Later in life they had a baker’s shop and sold groceries. Robert used to deliver bread and groceries on a bicycle around the Copnor area of Portsmouth. Their son Leslie was the baker. Rose is said to have spoilt him and would give him anything he wanted. He would help himself from the till and finally ruined the business. During the Second World War his was a reserved occupation and he was not called up, though Harry served as an airforce cook.
Robert died of cancer in Fareham, Hampshire, about 1941, aged 56. In the last stages he was nursed by his son Harry, whose wife Annie and son Jack had been evacuated to Annie’s family home in Burnley. His body was taken back to Yorkshire by train for burial in the country churchyard of Thornton-in-Craven. Annie and young Jack came over for the funeral.
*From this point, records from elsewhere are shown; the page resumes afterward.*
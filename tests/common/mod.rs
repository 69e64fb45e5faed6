#![allow(dead_code)]

use movieflow::{
    AppConfig, AppState, MemoryRepository,
    models::{AssignMenuRequest, Catalog, CreateUserRequest},
    repository::Repository,
};
use std::sync::Arc;

pub const ADMIN_ROLE: i32 = 1;
pub const EDITOR_ROLE: i32 = 2;

/// Users created by `seeded_repo`.
pub struct Fixture {
    pub repo: Arc<MemoryRepository>,
    pub admin_id: i32,
    pub editor_id: i32,
}

/// The same roles, estados, modules and grants the initial migration installs, plus one
/// administrator and one editor.
pub async fn seeded_repo() -> Fixture {
    let repo = Arc::new(MemoryRepository::new());

    repo.insert_record(Catalog::Roles, ADMIN_ROLE, "administrador").unwrap();
    repo.insert_record(Catalog::Roles, EDITOR_ROLE, "editor").unwrap();
    repo.insert_record(Catalog::Estados, 1, "activo").unwrap();
    repo.insert_record(Catalog::Estados, 2, "inactivo").unwrap();

    repo.insert_module(1, "usuarios", "fa-users", 1).unwrap();
    repo.insert_module(2, "catalogo", "fa-film", 2).unwrap();
    repo.insert_submodule(10, 1, "registrar_usuarios", "fa-user-plus", 1).unwrap();
    repo.insert_submodule(11, 1, "asignacion_de_modulos", "fa-sitemap", 2).unwrap();
    repo.insert_submodule(20, 2, "peliculas", "fa-video", 1).unwrap();
    repo.insert_submodule(21, 2, "categorias", "fa-tags", 2).unwrap();
    repo.insert_submodule(22, 2, "clasificaciones", "fa-layer-group", 3).unwrap();

    for (role_id, module_id, submodule_id) in [
        (ADMIN_ROLE, 1, 10),
        (ADMIN_ROLE, 1, 11),
        (ADMIN_ROLE, 2, 20),
        (ADMIN_ROLE, 2, 21),
        (ADMIN_ROLE, 2, 22),
        (EDITOR_ROLE, 2, 20),
        (EDITOR_ROLE, 2, 21),
        (EDITOR_ROLE, 2, 22),
    ] {
        grant(&repo, role_id, module_id, Some(submodule_id)).await;
    }

    let admin = repo
        .create_user(CreateUserRequest {
            name: "Ada Admin".to_string(),
            email: "ada@movieflow.test".to_string(),
            role_id: ADMIN_ROLE,
            estado_id: Some(1),
        })
        .await
        .unwrap();
    let editor = repo
        .create_user(CreateUserRequest {
            name: "Eddie Editor".to_string(),
            email: "eddie@movieflow.test".to_string(),
            role_id: EDITOR_ROLE,
            estado_id: Some(1),
        })
        .await
        .unwrap();

    Fixture {
        repo,
        admin_id: admin.id,
        editor_id: editor.id,
    }
}

pub async fn grant(repo: &MemoryRepository, role_id: i32, module_id: i32, submodule_id: Option<i32>) {
    repo.assign_menu(AssignMenuRequest {
        role_id,
        module_id,
        submodule_id,
    })
    .await
    .unwrap();
}

pub fn state_with(repo: Arc<MemoryRepository>) -> AppState {
    AppState {
        repo,
        config: AppConfig::default(),
    }
}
Robert, and later Rose, was buried in plot 132. The inscription on the grave reads:
In Loving Memory of
Robert G Priestley
The Beloved Husband of Rose Priestley
Who Died May 2nd, 1941 in His 56th Year.
Who Died Nov 29th, 1965
Aged 80 Years.
Also Elsie Their Infant Daughter.
The infant Elsie is not buried there. Her grave is Plot 110, at the foot of the black marble Bray family grave under a large bush.
Rose returned to Earby. She was described as authoritarian and very demanding.
Harry, with his wife and younger son, moved back to Burnley in 1959. He died there in 1976.
Leslie drank heavily. He married, but his infant son died of alcoholic poisoning around 1946/7 and his wife soon after, for similar reasons. Leslie died in Portsmouth some years after Harry.